BEGIN

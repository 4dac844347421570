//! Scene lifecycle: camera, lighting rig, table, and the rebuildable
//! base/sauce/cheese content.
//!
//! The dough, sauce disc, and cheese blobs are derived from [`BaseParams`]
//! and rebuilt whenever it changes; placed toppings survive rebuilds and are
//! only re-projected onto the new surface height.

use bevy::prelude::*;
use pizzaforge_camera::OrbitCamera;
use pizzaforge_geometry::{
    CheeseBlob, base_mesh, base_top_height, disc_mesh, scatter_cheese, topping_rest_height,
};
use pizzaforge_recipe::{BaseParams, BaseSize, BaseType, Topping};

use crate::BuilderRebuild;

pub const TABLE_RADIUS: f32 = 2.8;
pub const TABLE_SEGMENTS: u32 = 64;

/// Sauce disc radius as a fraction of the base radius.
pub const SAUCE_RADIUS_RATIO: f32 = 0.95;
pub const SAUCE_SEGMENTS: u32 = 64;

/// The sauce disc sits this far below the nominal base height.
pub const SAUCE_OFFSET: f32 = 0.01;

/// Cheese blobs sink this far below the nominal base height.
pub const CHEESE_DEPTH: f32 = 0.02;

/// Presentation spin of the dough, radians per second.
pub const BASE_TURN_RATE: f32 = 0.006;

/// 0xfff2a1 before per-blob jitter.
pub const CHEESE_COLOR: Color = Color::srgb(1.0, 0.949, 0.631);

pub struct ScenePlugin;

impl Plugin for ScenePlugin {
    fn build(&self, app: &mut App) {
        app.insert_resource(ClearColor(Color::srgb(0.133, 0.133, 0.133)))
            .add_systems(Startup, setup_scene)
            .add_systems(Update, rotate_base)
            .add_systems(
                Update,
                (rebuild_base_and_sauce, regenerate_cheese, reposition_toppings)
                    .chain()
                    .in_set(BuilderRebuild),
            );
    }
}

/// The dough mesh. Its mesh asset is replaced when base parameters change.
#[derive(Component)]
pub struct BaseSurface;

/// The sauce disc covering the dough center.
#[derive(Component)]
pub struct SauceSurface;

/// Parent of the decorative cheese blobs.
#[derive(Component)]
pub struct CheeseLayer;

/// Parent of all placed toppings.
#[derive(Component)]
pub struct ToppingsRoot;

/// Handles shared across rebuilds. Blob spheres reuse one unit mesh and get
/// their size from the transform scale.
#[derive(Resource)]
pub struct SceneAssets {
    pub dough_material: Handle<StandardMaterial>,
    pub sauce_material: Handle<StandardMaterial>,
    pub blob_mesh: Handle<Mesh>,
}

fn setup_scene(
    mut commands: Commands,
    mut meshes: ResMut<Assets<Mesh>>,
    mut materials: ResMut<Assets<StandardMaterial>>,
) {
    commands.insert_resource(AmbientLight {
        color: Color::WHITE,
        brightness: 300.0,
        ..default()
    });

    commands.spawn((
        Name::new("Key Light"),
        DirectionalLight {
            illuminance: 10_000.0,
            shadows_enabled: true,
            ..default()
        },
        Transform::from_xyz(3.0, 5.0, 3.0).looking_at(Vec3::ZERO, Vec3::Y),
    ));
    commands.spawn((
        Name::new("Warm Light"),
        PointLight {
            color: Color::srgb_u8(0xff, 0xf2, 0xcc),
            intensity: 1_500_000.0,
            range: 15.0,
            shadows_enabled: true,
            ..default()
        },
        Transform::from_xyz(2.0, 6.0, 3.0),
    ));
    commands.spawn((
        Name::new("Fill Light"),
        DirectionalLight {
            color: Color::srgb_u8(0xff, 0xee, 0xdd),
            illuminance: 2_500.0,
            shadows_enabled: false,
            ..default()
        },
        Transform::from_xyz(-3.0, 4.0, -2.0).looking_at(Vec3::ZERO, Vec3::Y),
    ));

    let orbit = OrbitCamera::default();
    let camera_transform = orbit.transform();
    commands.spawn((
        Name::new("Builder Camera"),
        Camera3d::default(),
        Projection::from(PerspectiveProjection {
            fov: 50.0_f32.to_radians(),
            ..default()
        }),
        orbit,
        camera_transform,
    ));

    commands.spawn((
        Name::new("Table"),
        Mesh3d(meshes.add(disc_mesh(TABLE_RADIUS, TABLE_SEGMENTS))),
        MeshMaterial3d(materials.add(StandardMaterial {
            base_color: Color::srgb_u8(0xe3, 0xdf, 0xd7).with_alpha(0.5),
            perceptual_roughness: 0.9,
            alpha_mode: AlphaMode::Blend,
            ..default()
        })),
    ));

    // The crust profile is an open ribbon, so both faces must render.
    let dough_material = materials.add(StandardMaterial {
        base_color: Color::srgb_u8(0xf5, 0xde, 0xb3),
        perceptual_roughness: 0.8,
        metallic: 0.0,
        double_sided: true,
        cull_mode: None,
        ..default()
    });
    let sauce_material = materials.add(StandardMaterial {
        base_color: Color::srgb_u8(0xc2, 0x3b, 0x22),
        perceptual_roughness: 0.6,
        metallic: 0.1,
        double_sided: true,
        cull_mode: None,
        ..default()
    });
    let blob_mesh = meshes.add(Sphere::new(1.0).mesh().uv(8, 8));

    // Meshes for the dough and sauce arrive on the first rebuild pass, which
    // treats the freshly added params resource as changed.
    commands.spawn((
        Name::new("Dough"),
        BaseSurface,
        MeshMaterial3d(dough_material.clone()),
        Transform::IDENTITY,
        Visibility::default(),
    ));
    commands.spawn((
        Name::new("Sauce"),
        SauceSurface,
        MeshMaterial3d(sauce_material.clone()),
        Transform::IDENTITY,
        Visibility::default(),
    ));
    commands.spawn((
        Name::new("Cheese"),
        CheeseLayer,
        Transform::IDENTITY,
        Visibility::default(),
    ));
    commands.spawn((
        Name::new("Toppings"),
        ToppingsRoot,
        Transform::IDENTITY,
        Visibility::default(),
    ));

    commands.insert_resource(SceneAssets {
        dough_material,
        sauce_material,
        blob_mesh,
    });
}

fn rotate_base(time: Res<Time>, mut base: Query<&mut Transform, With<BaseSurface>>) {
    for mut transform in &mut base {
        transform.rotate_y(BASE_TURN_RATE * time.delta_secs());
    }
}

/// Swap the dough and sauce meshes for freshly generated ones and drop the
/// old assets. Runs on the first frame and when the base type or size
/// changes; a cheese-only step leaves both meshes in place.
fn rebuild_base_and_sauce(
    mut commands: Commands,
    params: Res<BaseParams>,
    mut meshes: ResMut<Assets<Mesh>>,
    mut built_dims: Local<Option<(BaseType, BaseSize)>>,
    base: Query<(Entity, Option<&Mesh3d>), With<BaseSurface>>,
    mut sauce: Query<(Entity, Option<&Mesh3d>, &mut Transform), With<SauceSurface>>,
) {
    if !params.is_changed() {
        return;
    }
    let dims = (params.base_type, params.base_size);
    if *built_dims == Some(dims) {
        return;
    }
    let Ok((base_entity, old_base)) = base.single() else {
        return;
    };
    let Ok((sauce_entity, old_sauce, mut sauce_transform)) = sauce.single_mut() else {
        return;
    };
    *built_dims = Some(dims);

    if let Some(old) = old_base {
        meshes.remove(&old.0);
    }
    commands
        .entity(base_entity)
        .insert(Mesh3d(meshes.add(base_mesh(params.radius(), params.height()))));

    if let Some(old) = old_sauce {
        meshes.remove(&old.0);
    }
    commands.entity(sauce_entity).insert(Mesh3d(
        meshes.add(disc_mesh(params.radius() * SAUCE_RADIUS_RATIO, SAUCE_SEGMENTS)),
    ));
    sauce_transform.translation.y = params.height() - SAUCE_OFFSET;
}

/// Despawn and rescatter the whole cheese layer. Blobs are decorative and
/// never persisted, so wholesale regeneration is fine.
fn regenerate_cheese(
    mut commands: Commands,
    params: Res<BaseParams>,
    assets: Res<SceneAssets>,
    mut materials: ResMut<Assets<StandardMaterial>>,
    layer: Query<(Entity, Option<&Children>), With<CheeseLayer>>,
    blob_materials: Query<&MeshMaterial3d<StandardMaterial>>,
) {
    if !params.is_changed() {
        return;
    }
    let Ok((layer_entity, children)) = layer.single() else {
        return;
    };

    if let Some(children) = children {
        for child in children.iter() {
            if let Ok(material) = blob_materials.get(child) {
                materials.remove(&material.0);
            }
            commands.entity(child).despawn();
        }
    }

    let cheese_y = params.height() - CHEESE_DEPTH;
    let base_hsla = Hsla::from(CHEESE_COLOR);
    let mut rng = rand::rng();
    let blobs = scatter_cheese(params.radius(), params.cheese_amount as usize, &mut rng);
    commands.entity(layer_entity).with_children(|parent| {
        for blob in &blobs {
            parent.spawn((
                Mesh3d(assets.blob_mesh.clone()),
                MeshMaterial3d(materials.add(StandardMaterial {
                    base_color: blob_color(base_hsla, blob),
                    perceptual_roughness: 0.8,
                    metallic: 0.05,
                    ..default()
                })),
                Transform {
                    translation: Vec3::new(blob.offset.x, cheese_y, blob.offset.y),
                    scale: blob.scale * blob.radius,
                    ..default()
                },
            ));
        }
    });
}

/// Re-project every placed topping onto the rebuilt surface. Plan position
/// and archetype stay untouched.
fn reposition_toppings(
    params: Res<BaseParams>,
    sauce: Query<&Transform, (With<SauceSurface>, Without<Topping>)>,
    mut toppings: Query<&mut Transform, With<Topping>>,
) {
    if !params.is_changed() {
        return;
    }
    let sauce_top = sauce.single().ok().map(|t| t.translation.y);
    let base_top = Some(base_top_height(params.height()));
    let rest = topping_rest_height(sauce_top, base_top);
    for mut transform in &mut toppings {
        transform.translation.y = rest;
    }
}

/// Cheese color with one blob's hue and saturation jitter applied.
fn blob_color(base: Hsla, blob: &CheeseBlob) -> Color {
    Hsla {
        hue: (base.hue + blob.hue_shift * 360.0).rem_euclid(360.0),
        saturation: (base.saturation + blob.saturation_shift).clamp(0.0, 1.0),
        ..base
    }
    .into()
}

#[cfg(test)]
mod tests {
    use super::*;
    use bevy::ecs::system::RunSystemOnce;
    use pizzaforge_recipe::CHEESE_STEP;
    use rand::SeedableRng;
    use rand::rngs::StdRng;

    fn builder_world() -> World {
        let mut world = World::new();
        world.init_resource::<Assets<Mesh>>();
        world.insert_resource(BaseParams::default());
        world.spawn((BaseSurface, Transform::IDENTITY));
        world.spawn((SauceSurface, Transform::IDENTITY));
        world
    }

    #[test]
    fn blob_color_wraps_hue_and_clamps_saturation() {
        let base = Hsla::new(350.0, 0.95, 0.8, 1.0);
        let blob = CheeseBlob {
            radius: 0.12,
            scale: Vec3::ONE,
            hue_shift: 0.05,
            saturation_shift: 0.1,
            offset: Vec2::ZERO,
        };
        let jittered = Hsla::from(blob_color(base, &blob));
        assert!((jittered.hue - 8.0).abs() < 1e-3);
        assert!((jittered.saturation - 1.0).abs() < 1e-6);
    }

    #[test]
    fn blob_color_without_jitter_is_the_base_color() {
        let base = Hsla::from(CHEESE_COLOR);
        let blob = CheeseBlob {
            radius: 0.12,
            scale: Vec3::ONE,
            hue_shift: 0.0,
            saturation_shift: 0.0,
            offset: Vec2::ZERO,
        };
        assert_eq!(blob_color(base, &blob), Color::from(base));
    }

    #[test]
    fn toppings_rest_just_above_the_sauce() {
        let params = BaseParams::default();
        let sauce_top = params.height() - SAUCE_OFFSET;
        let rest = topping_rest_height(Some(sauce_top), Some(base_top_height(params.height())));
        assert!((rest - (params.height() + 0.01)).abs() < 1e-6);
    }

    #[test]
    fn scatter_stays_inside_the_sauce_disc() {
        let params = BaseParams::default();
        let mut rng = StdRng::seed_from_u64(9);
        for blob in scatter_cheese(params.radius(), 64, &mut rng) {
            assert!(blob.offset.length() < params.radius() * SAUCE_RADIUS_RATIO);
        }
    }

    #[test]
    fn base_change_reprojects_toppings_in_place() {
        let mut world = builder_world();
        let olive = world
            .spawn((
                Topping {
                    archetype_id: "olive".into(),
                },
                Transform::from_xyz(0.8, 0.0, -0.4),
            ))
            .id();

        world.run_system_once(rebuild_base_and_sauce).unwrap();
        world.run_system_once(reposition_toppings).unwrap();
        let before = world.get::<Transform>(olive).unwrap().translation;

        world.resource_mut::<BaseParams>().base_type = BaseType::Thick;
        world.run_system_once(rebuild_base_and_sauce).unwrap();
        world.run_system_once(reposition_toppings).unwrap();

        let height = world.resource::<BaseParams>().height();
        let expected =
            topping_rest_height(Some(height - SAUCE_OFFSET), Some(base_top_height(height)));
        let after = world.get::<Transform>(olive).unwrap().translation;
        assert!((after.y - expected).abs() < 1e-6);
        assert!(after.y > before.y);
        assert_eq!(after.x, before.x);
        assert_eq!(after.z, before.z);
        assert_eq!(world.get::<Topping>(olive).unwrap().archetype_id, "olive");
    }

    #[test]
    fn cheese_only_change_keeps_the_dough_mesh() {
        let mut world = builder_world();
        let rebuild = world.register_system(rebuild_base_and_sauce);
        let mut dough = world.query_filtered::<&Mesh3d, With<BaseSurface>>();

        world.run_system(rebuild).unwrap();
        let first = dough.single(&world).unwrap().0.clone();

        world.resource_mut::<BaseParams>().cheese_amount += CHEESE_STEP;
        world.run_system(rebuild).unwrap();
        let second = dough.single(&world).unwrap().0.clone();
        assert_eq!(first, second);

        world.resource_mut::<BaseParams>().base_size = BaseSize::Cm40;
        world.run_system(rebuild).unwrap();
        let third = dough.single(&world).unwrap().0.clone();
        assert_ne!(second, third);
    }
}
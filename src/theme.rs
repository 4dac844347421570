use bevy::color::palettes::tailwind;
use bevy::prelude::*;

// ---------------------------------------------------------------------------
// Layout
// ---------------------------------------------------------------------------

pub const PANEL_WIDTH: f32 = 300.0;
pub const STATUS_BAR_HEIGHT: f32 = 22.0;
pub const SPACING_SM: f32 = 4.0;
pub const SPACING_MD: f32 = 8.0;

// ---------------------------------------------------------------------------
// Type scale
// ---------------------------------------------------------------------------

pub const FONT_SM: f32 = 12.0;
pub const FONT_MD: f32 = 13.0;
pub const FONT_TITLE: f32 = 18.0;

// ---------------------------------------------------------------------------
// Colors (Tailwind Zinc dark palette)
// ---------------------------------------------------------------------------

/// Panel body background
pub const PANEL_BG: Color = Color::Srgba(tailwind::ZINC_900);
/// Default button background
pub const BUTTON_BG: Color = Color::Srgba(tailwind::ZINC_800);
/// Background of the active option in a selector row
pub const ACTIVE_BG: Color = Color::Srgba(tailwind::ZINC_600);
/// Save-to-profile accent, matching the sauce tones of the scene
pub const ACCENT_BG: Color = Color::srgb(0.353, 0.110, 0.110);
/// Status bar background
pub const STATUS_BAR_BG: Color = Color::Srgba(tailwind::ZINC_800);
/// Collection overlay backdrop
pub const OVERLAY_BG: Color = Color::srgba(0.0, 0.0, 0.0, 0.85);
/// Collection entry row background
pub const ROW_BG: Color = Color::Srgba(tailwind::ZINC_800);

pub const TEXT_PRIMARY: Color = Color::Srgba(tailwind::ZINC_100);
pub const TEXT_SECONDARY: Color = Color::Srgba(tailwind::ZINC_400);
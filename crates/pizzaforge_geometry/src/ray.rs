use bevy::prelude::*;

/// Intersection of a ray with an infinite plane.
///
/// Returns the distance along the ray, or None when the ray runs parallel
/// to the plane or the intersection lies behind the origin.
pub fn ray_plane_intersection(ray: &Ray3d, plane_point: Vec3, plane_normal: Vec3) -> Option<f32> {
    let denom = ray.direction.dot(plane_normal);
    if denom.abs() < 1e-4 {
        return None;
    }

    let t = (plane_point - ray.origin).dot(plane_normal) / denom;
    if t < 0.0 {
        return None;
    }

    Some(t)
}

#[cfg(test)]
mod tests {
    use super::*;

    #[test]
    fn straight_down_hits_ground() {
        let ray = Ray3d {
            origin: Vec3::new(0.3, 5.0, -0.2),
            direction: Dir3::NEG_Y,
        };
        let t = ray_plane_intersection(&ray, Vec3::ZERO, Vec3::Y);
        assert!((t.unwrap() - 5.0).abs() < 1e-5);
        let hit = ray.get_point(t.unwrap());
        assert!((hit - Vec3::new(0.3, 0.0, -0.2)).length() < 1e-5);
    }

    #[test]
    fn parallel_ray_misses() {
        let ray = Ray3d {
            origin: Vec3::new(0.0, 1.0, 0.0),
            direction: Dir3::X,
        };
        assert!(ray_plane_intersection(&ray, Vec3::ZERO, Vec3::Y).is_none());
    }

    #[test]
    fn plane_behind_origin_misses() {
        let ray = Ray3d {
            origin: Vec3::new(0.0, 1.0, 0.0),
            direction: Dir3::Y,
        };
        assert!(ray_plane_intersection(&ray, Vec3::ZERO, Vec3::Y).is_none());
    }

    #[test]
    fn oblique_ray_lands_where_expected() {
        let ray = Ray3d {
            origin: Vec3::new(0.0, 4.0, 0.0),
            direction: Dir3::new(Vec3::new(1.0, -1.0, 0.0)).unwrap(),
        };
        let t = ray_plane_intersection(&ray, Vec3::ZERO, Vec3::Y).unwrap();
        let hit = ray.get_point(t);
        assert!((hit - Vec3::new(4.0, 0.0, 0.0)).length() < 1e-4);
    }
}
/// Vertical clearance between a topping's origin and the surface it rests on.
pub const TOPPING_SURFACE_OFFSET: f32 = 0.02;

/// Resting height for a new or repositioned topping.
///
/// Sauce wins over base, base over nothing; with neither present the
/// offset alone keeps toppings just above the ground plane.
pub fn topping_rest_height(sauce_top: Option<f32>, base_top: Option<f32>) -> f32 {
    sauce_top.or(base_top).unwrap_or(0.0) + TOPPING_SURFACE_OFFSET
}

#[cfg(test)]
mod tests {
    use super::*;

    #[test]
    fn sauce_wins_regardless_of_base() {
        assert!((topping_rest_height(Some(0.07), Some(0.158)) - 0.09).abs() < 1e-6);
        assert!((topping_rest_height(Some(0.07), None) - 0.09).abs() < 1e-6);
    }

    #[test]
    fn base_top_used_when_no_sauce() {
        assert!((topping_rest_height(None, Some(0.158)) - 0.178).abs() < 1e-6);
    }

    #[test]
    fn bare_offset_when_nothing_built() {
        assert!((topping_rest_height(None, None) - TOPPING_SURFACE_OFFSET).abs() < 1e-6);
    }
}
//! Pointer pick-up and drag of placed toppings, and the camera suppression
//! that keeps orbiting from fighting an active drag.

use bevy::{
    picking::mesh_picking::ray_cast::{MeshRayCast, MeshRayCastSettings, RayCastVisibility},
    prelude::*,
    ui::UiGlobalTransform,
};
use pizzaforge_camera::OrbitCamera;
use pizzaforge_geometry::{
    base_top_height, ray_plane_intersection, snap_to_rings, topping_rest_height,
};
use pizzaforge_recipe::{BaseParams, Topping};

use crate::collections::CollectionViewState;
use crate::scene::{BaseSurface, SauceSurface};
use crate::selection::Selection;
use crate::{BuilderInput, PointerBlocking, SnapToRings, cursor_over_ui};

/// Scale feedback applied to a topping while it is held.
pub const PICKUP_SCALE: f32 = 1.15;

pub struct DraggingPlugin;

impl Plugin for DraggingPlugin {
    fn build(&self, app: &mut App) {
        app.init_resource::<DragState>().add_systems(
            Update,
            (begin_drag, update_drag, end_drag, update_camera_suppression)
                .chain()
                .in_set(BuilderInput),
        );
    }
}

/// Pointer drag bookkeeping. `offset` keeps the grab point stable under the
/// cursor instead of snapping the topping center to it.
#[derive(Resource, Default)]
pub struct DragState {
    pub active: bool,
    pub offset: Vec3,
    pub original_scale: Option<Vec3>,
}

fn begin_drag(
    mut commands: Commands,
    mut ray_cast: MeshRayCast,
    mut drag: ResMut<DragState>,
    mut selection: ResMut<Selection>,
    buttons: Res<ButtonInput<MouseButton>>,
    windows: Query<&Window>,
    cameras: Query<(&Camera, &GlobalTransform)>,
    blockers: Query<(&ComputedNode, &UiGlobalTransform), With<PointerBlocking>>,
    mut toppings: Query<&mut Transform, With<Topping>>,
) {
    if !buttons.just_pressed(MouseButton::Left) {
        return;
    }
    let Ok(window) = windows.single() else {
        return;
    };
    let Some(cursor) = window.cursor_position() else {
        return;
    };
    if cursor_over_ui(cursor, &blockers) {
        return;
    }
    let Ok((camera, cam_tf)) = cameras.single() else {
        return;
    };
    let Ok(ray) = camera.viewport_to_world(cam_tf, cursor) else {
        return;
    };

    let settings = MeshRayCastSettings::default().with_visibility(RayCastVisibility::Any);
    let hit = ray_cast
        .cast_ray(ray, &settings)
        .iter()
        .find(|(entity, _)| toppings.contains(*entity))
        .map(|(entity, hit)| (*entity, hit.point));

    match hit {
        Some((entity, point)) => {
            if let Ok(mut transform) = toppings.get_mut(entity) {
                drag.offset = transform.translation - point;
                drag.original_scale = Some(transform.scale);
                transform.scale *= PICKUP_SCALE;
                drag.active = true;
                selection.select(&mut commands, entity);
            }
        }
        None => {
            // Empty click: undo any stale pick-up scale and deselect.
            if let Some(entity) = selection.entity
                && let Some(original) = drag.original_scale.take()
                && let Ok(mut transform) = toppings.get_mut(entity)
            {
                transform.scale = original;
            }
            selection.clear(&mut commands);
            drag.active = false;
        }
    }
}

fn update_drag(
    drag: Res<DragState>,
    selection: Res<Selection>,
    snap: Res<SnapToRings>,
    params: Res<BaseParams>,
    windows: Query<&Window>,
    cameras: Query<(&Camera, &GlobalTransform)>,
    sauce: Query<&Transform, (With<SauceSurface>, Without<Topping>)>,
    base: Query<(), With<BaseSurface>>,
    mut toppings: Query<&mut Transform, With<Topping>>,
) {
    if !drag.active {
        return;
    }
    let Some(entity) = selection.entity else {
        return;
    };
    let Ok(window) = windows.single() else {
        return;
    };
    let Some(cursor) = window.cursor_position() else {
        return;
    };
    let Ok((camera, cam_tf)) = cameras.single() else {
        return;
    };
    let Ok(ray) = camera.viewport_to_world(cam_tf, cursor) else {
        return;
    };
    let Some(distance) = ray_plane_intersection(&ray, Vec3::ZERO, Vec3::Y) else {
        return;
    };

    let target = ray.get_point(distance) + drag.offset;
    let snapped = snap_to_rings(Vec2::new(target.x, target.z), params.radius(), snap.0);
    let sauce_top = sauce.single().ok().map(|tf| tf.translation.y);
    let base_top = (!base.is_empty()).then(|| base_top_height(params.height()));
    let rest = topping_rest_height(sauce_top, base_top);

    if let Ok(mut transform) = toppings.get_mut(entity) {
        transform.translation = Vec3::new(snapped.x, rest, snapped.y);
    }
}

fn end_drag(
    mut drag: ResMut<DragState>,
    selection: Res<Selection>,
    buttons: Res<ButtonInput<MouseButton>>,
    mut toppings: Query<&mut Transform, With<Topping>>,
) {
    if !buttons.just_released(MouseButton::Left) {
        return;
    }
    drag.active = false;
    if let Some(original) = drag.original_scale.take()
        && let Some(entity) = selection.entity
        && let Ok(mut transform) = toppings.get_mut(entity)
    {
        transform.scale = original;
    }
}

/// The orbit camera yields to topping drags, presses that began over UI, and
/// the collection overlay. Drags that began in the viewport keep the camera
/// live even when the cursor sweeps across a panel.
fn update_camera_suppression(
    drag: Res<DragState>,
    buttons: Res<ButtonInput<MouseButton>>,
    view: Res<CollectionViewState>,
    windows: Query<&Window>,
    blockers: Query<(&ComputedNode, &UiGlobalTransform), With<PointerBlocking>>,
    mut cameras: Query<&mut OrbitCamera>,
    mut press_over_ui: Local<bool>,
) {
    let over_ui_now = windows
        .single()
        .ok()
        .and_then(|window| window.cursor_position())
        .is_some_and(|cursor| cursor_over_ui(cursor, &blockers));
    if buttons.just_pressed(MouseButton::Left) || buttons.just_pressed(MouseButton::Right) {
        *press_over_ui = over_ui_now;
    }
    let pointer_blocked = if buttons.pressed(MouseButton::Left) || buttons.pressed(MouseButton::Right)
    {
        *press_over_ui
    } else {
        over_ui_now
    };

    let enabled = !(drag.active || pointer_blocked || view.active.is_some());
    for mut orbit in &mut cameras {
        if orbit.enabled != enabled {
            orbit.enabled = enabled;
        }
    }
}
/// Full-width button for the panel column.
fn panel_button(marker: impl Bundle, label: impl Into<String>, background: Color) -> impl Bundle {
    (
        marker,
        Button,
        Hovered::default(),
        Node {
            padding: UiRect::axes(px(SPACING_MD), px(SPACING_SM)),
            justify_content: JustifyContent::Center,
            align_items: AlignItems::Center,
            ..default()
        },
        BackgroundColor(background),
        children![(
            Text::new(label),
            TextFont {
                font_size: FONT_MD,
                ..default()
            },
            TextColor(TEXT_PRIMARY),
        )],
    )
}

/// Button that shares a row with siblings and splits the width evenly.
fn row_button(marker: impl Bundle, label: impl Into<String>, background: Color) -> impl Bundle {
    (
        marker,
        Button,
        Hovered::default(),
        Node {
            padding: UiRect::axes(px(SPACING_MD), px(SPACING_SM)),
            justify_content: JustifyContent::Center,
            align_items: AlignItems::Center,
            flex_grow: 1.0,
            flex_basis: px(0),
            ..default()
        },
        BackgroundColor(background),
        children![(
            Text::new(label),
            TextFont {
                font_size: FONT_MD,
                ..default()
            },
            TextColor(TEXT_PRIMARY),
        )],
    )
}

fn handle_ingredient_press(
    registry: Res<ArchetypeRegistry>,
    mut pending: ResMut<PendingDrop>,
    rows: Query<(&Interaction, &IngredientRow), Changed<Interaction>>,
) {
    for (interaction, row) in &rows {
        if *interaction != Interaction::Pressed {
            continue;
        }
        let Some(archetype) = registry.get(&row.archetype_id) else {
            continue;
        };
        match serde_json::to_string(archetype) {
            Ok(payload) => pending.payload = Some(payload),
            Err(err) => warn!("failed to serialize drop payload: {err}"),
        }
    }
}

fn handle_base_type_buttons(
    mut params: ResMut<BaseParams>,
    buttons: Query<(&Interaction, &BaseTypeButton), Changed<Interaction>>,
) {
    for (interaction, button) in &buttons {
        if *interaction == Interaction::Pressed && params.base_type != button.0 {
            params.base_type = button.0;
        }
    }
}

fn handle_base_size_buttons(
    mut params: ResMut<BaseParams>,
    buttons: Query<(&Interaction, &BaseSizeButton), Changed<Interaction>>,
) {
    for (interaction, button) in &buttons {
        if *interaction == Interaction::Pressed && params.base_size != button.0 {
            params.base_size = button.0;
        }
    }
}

END

TASK: Up to and including the line with "pub const BASE_TURN_RATE: f32 = 0.006;", transcribe the entries above exactly, starting from their first line.

ANSWER TO THIS EXERCISE:
repository 4dac844347421570
//! Scene lifecycle: camera, lighting rig, table, and the rebuildable
//! base/sauce/cheese content.
//!
//! The dough, sauce disc, and cheese blobs are derived from [`BaseParams`]
//! and rebuilt whenever it changes; placed toppings survive rebuilds and are
//! only re-projected onto the new surface height.

use bevy::prelude::*;
use pizzaforge_camera::OrbitCamera;
use pizzaforge_geometry::{
    CheeseBlob, base_mesh, base_top_height, disc_mesh, scatter_cheese, topping_rest_height,
};
use pizzaforge_recipe::{BaseParams, BaseSize, BaseType, Topping};

use crate::BuilderRebuild;

pub const TABLE_RADIUS: f32 = 2.8;
pub const TABLE_SEGMENTS: u32 = 64;

/// Sauce disc radius as a fraction of the base radius.
pub const SAUCE_RADIUS_RATIO: f32 = 0.95;
pub const SAUCE_SEGMENTS: u32 = 64;

/// The sauce disc sits this far below the nominal base height.
pub const SAUCE_OFFSET: f32 = 0.01;

/// Cheese blobs sink this far below the nominal base height.
pub const CHEESE_DEPTH: f32 = 0.02;

/// Presentation spin of the dough, radians per second.
pub const BASE_TURN_RATE: f32 = 0.006;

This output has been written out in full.